L’11 febbraio sono andato a una interessante conferenza a Palazzo Ducale: era l’ultimo evento di “Scienza condivisa 2020 (Fantascienza contemporanea)” un ciclo organizzato dalla Fondazione di Palazzo Ducale insieme all’Istituto Italiano di Tecnologia IIT di Genova (un centro di ricerca scientifica molto internazionale che lavora molto bene, nonostante la disastrata situazione politica della ricerca scientifica italiana); conferenze organizzate soprattutto per merito di Alberto Diaspro, professore di fisica applicata all’Università di Genova e direttore del Dipartimento di Nanofisica del sullodato IIT (en passant, mi ha fatto piacere che quando ci siamo incrociati nel salone mi abbia salutato giovialmente anche se sono diciott’anni che io non bazzico il Dip.di Fisica e non lo incontro).Titolo della conferenza: Piante robotiche: fantascienza o realtà?

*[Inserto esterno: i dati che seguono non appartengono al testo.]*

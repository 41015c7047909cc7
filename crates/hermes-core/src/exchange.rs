//! Request/response exchange.
//!
//! An [`Exchange`] pairs one inbound [`Request`] with its [`Response`] sink and
//! records where dispatch currently is. It is owned by the dispatch path for
//! the lifetime of a single request and never shared between requests.
//!
//! # State Machine
//!
//! ```text
//! Pending ──▶ InMiddleware(0) ──▶ … ──▶ InMiddleware(n-1) ──▶ Routing ──▶ Responded
//!                    │                          │
//!                    └──────── halted ──────────┴──────────────────────▶ Responded
//! ```

use crate::request::Request;
use crate::response::{HttpResponse, Response};

/// Dispatch position of an exchange.
#[derive(Debug, Clone, Copy, PartialEq, Eq, Hash)]
pub enum ExchangeState {
    /// Received, dispatch not started.
    Pending,
    /// Running the middleware at this chain position.
    InMiddleware(usize),
    /// Middleware exhausted, resolving a route.
    Routing,
    /// Dispatch finished. Terminal.
    Responded,
}

/// One HTTP interaction: the request view, the response sink, and the
/// current dispatch state.
///
/// # Example
///
/// ```
/// use hermes_core::{Exchange, ExchangeState, Request};
/// use http::Method;
///
/// let mut exchange = Exchange::new(Request::new(Method::GET, "/"));
/// assert_eq!(exchange.state(), ExchangeState::Pending);
///
/// let (_request, response) = exchange.parts_mut();
/// response.end("hello");
/// assert!(exchange.response().is_finished());
/// ```
#[derive(Debug)]
pub struct Exchange {
    request: Request,
    response: Response,
    state: ExchangeState,
}

impl Exchange {
    /// Creates a pending exchange with an open response sink.
    #[must_use]
    pub fn new(request: Request) -> Self {
        Self {
            request,
            response: Response::new(),
            state: ExchangeState::Pending,
        }
    }

    /// Returns the request view.
    #[must_use]
    pub fn request(&self) -> &Request {
        &self.request
    }

    /// Returns the request view for modification.
    pub fn request_mut(&mut self) -> &mut Request {
        &mut self.request
    }

    /// Returns the response sink.
    #[must_use]
    pub fn response(&self) -> &Response {
        &self.response
    }

    /// Returns the response sink for modification.
    pub fn response_mut(&mut self) -> &mut Response {
        &mut self.response
    }

    /// Borrows the request and response at the same time.
    pub fn parts_mut(&mut self) -> (&mut Request, &mut Response) {
        (&mut self.request, &mut self.response)
    }

    /// Returns the current dispatch state.
    #[must_use]
    pub fn state(&self) -> ExchangeState {
        self.state
    }

    /// Moves the exchange to a new dispatch state.
    ///
    /// Called by the dispatcher; `Responded` is terminal and later
    /// transitions are ignored.
    pub fn set_state(&mut self, state: ExchangeState) {
        if self.state == ExchangeState::Responded {
            tracing::debug!(?state, "exchange already responded, transition ignored");
            return;
        }
        self.state = state;
    }

    /// Splits the exchange into its request and response.
    #[must_use]
    pub fn into_parts(self) -> (Request, Response) {
        (self.request, self.response)
    }

    /// Consumes the exchange and returns the response sink.
    #[must_use]
    pub fn into_response(self) -> Response {
        self.response
    }

    /// Consumes the exchange and converts the response for the transport.
    #[must_use]
    pub fn into_http_response(self) -> HttpResponse {
        self.response.into_http()
    }
}

#[cfg(test)]
mod tests {
    use super::*;
    use http::{Method, StatusCode};

    #[test]
    fn test_new_exchange_is_pending() {
        let exchange = Exchange::new(Request::new(Method::GET, "/"));
        assert_eq!(exchange.state(), ExchangeState::Pending);
        assert_eq!(exchange.response(), &Response::new());
    }

    #[test]
    fn test_state_transitions() {
        let mut exchange = Exchange::new(Request::new(Method::GET, "/"));
        exchange.set_state(ExchangeState::InMiddleware(0));
        exchange.set_state(ExchangeState::InMiddleware(1));
        exchange.set_state(ExchangeState::Routing);
        assert_eq!(exchange.state(), ExchangeState::Routing);

        exchange.set_state(ExchangeState::Responded);
        exchange.set_state(ExchangeState::Routing);
        assert_eq!(exchange.state(), ExchangeState::Responded);
    }

    #[test]
    fn test_parts_mut_writes_through() {
        let mut exchange = Exchange::new(Request::new(Method::GET, "/old"));
        {
            let (request, response) = exchange.parts_mut();
            request.set_url("/new");
            response.set_status(StatusCode::ACCEPTED);
        }
        assert_eq!(exchange.request().url(), Some("/new"));
        assert_eq!(exchange.response().status(), StatusCode::ACCEPTED);
    }

    #[test]
    fn test_into_http_response() {
        let mut exchange = Exchange::new(Request::new(Method::GET, "/"));
        exchange.response_mut().set_status(StatusCode::CREATED);
        exchange.response_mut().end("ok");

        let response = exchange.into_http_response();
        assert_eq!(response.status(), StatusCode::CREATED);
    }
}
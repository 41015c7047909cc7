//! Test client for in-memory exchanges.

use crate::error::TestError;
use crate::request::{TestRequest, TestRequestBuilder};
use crate::response::TestResponse;
use bytes::Bytes;
use hermes_core::Request;
use hermes_server::{ExchangeService, Server};
use http::Method;
use std::sync::Arc;

/// Drives a [`Server`] (or any [`ExchangeService`]) without sockets.
///
/// Requests go through the full middleware chain and route table exactly as
/// they would over the network.
///
/// # Example
///
/// ```ignore
/// use hermes_test::TestClient;
///
/// let client = TestClient::new(server);
/// let response = client.get("/users").send().await;
/// response.assert_status(http::StatusCode::OK);
/// ```
#[must_use]
pub struct TestClient {
    service: Arc<dyn ExchangeService>,
    default_headers: Vec<(String, String)>,
}

impl TestClient {
    /// Creates a client that owns `server`.
    pub fn new(server: Server) -> Self {
        Self::from_service(Arc::new(server))
    }

    /// Creates a client over any exchange service.
    pub fn from_service(service: Arc<dyn ExchangeService>) -> Self {
        Self {
            service,
            default_headers: Vec::new(),
        }
    }

    /// Adds a header sent with every request.
    pub fn with_default_header(
        mut self,
        name: impl Into<String>,
        value: impl Into<String>,
    ) -> Self {
        self.default_headers.push((name.into(), value.into()));
        self
    }

    /// Starts a `GET` request.
    pub fn get(&self, url: impl Into<String>) -> TestClientRequest<'_> {
        TestClientRequest::new(self, TestRequest::get(url))
    }

    /// Starts a `POST` request.
    pub fn post(&self, url: impl Into<String>) -> TestClientRequest<'_> {
        TestClientRequest::new(self, TestRequest::post(url))
    }

    /// Starts a `PUT` request.
    pub fn put(&self, url: impl Into<String>) -> TestClientRequest<'_> {
        TestClientRequest::new(self, TestRequest::put(url))
    }

    /// Starts a `PATCH` request.
    pub fn patch(&self, url: impl Into<String>) -> TestClientRequest<'_> {
        TestClientRequest::new(self, TestRequest::patch(url))
    }

    /// Starts a `DELETE` request.
    pub fn delete(&self, url: impl Into<String>) -> TestClientRequest<'_> {
        TestClientRequest::new(self, TestRequest::delete(url))
    }

    /// Starts a request with any method.
    pub fn request(&self, method: Method, url: impl Into<String>) -> TestClientRequest<'_> {
        TestClientRequest::new(self, TestRequestBuilder::new(method, url))
    }

    /// Dispatches a prebuilt request view as-is.
    ///
    /// Default headers are not applied. Useful for requests the builder
    /// refuses to produce, such as one without a method or url.
    pub async fn send_raw(&self, request: Request) -> TestResponse {
        let response = self.service.on_exchange(request).await;
        TestResponse::from_response(&response)
    }
}

/// A request builder bound to a test client.
#[must_use]
pub struct TestClientRequest<'a> {
    client: &'a TestClient,
    builder: TestRequestBuilder,
}

impl<'a> TestClientRequest<'a> {
    fn new(client: &'a TestClient, builder: TestRequestBuilder) -> Self {
        let builder = client
            .default_headers
            .iter()
            .fold(builder, |builder, (name, value)| builder.header(name, value));
        Self { client, builder }
    }

    /// Sets a header.
    pub fn header(mut self, name: impl AsRef<str>, value: impl AsRef<str>) -> Self {
        self.builder = self.builder.header(name, value);
        self
    }

    /// Sets the raw request body.
    pub fn body(mut self, body: impl Into<Bytes>) -> Self {
        self.builder = self.builder.body(body);
        self
    }

    /// Sets the body as JSON.
    pub fn json<T: serde::Serialize>(mut self, value: &T) -> Self {
        self.builder = self.builder.json(value);
        self
    }

    /// Sends the request.
    ///
    /// # Panics
    ///
    /// Panics if the request could not be built; use
    /// [`try_send`](Self::try_send) to get the error instead.
    pub async fn send(self) -> TestResponse {
        match self.try_send().await {
            Ok(response) => response,
            Err(e) => panic!("failed to build test request: {e}"),
        }
    }

    /// Sends the request, returning build errors.
    pub async fn try_send(self) -> Result<TestResponse, TestError> {
        let request = self.builder.build()?;
        Ok(self.client.send_raw(request.into_request()).await)
    }
}
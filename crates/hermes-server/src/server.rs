//! The Hermes server facade.
//!
//! [`Server`] owns one [`RouteTable`] and one [`MiddlewareChain`].
//! Registration takes `&mut self`; listening consumes the server and shares
//! it read-only across connection tasks, so nothing can be registered once
//! it is serving.
//!
//! # Example
//!
//! ```rust,ignore
//! use hermes_core::{handler_fn, Request, Response};
//! use hermes_server::Server;
//!
//! #[tokio::main]
//! async fn main() -> Result<(), hermes_server::ServerError> {
//!     let mut server = Server::new();
//!     server.get("/", handler_fn(|_req: &Request, res: &mut Response| {
//!         res.end("Hello from Hermes");
//!     }));
//!
//!     server
//!         .listen_with(3000, |addr| println!("listening on {addr}"))
//!         .await
//! }
//! ```

use std::net::SocketAddr;
use std::sync::Arc;
use std::time::Instant;

use hermes_config::HermesConfig;
use hermes_core::{BoxFuture, Exchange, ExchangeState, Handler, Request, Response};
use hermes_middleware::{ChainOutcome, Middleware, MiddlewareChain};
use hermes_router::RouteTable;
use hermes_telemetry::metrics::{record_exchange, InFlightGuard};
use http::Method;
use tokio::net::TcpListener;

use crate::config::ServerConfig;
use crate::error::{ServerError, ServerResult};
use crate::shutdown::{ConnectionTracker, ShutdownSignal};
use crate::transport::{self, ExchangeService};

/// Outcome label for exchanges ended by middleware.
const HALTED: &str = "halted";

/// Metrics label for requests without a method.
const UNKNOWN_METHOD: &str = "UNKNOWN";

/// A Hermes HTTP server.
///
/// Each instance is independent: two servers never share routes or
/// middleware.
#[derive(Debug, Default)]
pub struct Server {
    config: ServerConfig,
    routes: RouteTable,
    chain: MiddlewareChain,
}

impl Server {
    /// Creates an empty server with the default configuration.
    #[must_use]
    pub fn new() -> Self {
        Self::default()
    }

    /// Creates an empty server with the given configuration.
    #[must_use]
    pub fn with_config(config: ServerConfig) -> Self {
        Self {
            config,
            ..Self::default()
        }
    }

    /// Creates an empty server from a loaded configuration.
    #[must_use]
    pub fn from_config(config: &HermesConfig) -> Self {
        Self::with_config(ServerConfig::from_settings(&config.server))
    }

    /// Returns the server configuration.
    #[must_use]
    pub fn config(&self) -> &ServerConfig {
        &self.config
    }

    /// Returns the route table.
    #[must_use]
    pub fn routes(&self) -> &RouteTable {
        &self.routes
    }

    /// Returns the middleware chain.
    #[must_use]
    pub fn middleware(&self) -> &MiddlewareChain {
        &self.chain
    }

    /// Appends a middleware to the chain.
    ///
    /// Middleware runs in registration order for every exchange, before
    /// routing.
    pub fn use_middleware<M: Middleware>(&mut self, middleware: M) -> &mut Self {
        self.chain.push(middleware);
        self
    }

    /// Registers a handler for `method` and the exact request-target `path`.
    ///
    /// Registering the same pair again replaces the earlier handler.
    pub fn route(
        &mut self,
        method: Method,
        path: impl Into<String>,
        handler: impl Handler,
    ) -> &mut Self {
        self.routes.add_route(method, path, handler);
        self
    }

    /// Registers a `GET` handler.
    pub fn get(&mut self, path: impl Into<String>, handler: impl Handler) -> &mut Self {
        self.route(Method::GET, path, handler)
    }

    /// Registers a `POST` handler.
    pub fn post(&mut self, path: impl Into<String>, handler: impl Handler) -> &mut Self {
        self.route(Method::POST, path, handler)
    }

    /// Registers a `PUT` handler.
    pub fn put(&mut self, path: impl Into<String>, handler: impl Handler) -> &mut Self {
        self.route(Method::PUT, path, handler)
    }

    /// Registers a `PATCH` handler.
    pub fn patch(&mut self, path: impl Into<String>, handler: impl Handler) -> &mut Self {
        self.route(Method::PATCH, path, handler)
    }

    /// Registers a `DELETE` handler.
    pub fn delete(&mut self, path: impl Into<String>, handler: impl Handler) -> &mut Self {
        self.route(Method::DELETE, path, handler)
    }

    /// Dispatches one exchange and returns the finished response sink.
    ///
    /// Runs the middleware chain from position 0; if every entry proceeds,
    /// the route table handles the request. A halted chain skips routing and
    /// the response is whatever the middleware wrote.
    pub async fn handle_request(&self, request: Request) -> Response {
        let _in_flight = InFlightGuard::new();
        let started = Instant::now();
        let method = request
            .method()
            .map_or_else(|| UNKNOWN_METHOD.to_owned(), ToString::to_string);
        let url = request.url().unwrap_or_default().to_owned();

        let mut exchange = Exchange::new(request);

        let outcome = match self.chain.run(&mut exchange).await {
            ChainOutcome::Exhausted => {
                exchange.set_state(ExchangeState::Routing);
                let (request, response) = exchange.parts_mut();
                self.routes.handle(request, response).await.as_str()
            }
            ChainOutcome::Halted { .. } => HALTED,
        };

        exchange.set_state(ExchangeState::Responded);
        let response = exchange.into_response();

        let elapsed = started.elapsed();
        let status = response.status().as_u16();
        tracing::info!(
            http.method = %method,
            http.url = %url,
            http.status_code = status,
            outcome,
            duration_ms = elapsed.as_secs_f64() * 1000.0,
            "exchange completed"
        );
        record_exchange(&method, status, outcome, elapsed);

        response
    }

    /// Serves on the configured host and `port` until SIGTERM or SIGINT.
    ///
    /// Port 0 picks an ephemeral port.
    ///
    /// # Errors
    ///
    /// Returns an error if the address is invalid or binding fails.
    pub async fn listen(self, port: u16) -> ServerResult<()> {
        self.listen_with(port, |_| {}).await
    }

    /// Like [`listen`](Self::listen), calling `on_ready` with the bound
    /// address once the listener is up.
    ///
    /// # Errors
    ///
    /// Returns an error if the address is invalid or binding fails.
    pub async fn listen_with<F>(self, port: u16, on_ready: F) -> ServerResult<()>
    where
        F: FnOnce(SocketAddr) + Send,
    {
        let shutdown = ShutdownSignal::with_os_signals();
        self.listen_until(port, shutdown, on_ready).await
    }

    /// Serves on the configured host and `port` until `shutdown` triggers.
    ///
    /// # Errors
    ///
    /// Returns an error if the address is invalid or binding fails.
    pub async fn listen_until<F>(
        self,
        port: u16,
        shutdown: ShutdownSignal,
        on_ready: F,
    ) -> ServerResult<()>
    where
        F: FnOnce(SocketAddr) + Send,
    {
        let addr = self.config.addr_with_port(port)?;
        self.serve_on(addr, shutdown, on_ready).await
    }

    /// Serves on the configured `http_addr` until SIGTERM or SIGINT.
    ///
    /// # Errors
    ///
    /// Returns an error if the address is invalid or binding fails.
    pub async fn run(self) -> ServerResult<()> {
        let shutdown = ShutdownSignal::with_os_signals();
        self.run_with_shutdown(shutdown).await
    }

    /// Serves on the configured `http_addr` until `shutdown` triggers.
    ///
    /// # Errors
    ///
    /// Returns an error if the address is invalid or binding fails.
    pub async fn run_with_shutdown(self, shutdown: ShutdownSignal) -> ServerResult<()> {
        let addr = self.config.socket_addr()?;
        self.serve_on(addr, shutdown, |_| {}).await
    }

    async fn serve_on<F>(
        self,
        addr: SocketAddr,
        shutdown: ShutdownSignal,
        on_ready: F,
    ) -> ServerResult<()>
    where
        F: FnOnce(SocketAddr) + Send,
    {
        let listener = TcpListener::bind(addr)
            .await
            .map_err(|source| ServerError::Bind { addr, source })?;
        let local_addr = listener.local_addr()?;

        tracing::info!(
            %local_addr,
            routes = self.routes.len(),
            middleware = self.chain.len(),
            "server listening"
        );
        on_ready(local_addr);

        let shutdown_timeout = self.config.shutdown_timeout();
        let keep_alive = self.config.keep_alive();
        let tracker = ConnectionTracker::new();

        transport::serve(listener, Arc::new(self), shutdown, tracker.clone(), keep_alive).await;

        tracing::info!(
            active = tracker.active_connections(),
            timeout = ?shutdown_timeout,
            "waiting for open connections"
        );

        tokio::select! {
            () = tracker.wait_for_shutdown() => {
                tracing::info!("all connections closed");
            }
            () = tokio::time::sleep(shutdown_timeout) => {
                tracing::warn!(
                    active = tracker.active_connections(),
                    "shutdown timeout reached with connections still open"
                );
            }
        }

        tracing::info!("server stopped");
        Ok(())
    }
}

impl ExchangeService for Server {
    fn on_exchange(&self, request: Request) -> BoxFuture<'_, Response> {
        Box::pin(self.handle_request(request))
    }
}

Relatrice Barbara Mazzolai, biologa e direttrice del Centro di Micro-BioRobotica del già citato IIT; il senso del suo lavoro (suo e dei biologi e ingegneri che lavorano con lei al Centro e in altri centri di ricerca analoghi in Italia e nel mondo) consiste nel trarre ispirazione dal funzionamento biologico delle piante per inventare strumenti, apparati, meccanismi e “robot” che funzionino secondo i medesimi principi. La robotica impara dalla natura, insomma. 
Apprendere dalla natura non è una novità, ci ragionava su anche Leonardo, e per fare qualche esempio di imitazione della natura si pensi al velcro, copiato pari pari dai frutti del cardo alpino, o alle pentole antiaderenti in pietra e ai moderni tessuti impermeabili che copiano le nanostrutture antiaderenti e impermeabili delle foglie del loto. O alla Torre Eiffel, che copia – questo non lo sapevo – la struttura a nido d’ape del femore umano per ottenere grande resistenza con poco peso su grandi altezze.
La Mazzolai e il suo gruppo stanno studiando “il figliolo”, come lo ha chiamato con espressione toscana, cioè un “plantoide” che è un sensore a forma di radice che scava nel sottosuolo crescendo in lunghezza e muovendosi come una vera radice; utile per svolgere indagini sul contenuto del suolo, sostanze inquinanti, acqua, temperatura, minerali, reperti e manufatti umani sepolti… o anche come endoscopio medico poco invasivo e non distruttivo.
Altri studi sviluppano robot che si arrampicano, si avvinghiano, creano viticci e si adattano alle asperità dell’ambiente agendo come le piante rampicanti, e altri studi passano dalla botanica alla zoologia cercando di copiare il sistema cerebrale del polpo che ha un’intelligenza diffusa nel suo corpo, i suoi neuroni stanno un po’ nel cervello e un po’ nei tentacoli, similmente alle piante che non hanno un organo paragonabile al cervello animale ma “pensano”, prendono decisioni, comunicano, lottano, attaccano, si difendono, fanno amicizia, litigano, si accoppiano, si riproducono, uccidono, si adattano all’ambiente, modificano l’ambiente attraverso l’azione di strutture diffuse e sovrabbondanti distribuite dentro tutto il loro corpo.Insomma, mi sono proprio goduta l’ora e mezza di conferenza e mi sono convinto che la biologa-robotica Barbara Mazzolai entra a ottimo diritto nella Trimurti di Amici delle Piante insieme al neurobiologo vegetale Stefano Mancuso e allo scrittore e “dendrosofo” Tiziano Fratus: è gente che si avvicina alla botanica con il rispetto, l’ammirazione, l’affetto che le piante meritano, le piante che per me sono di gran lunga la parte più affascinante e più “intelligente” dell’universo biologico.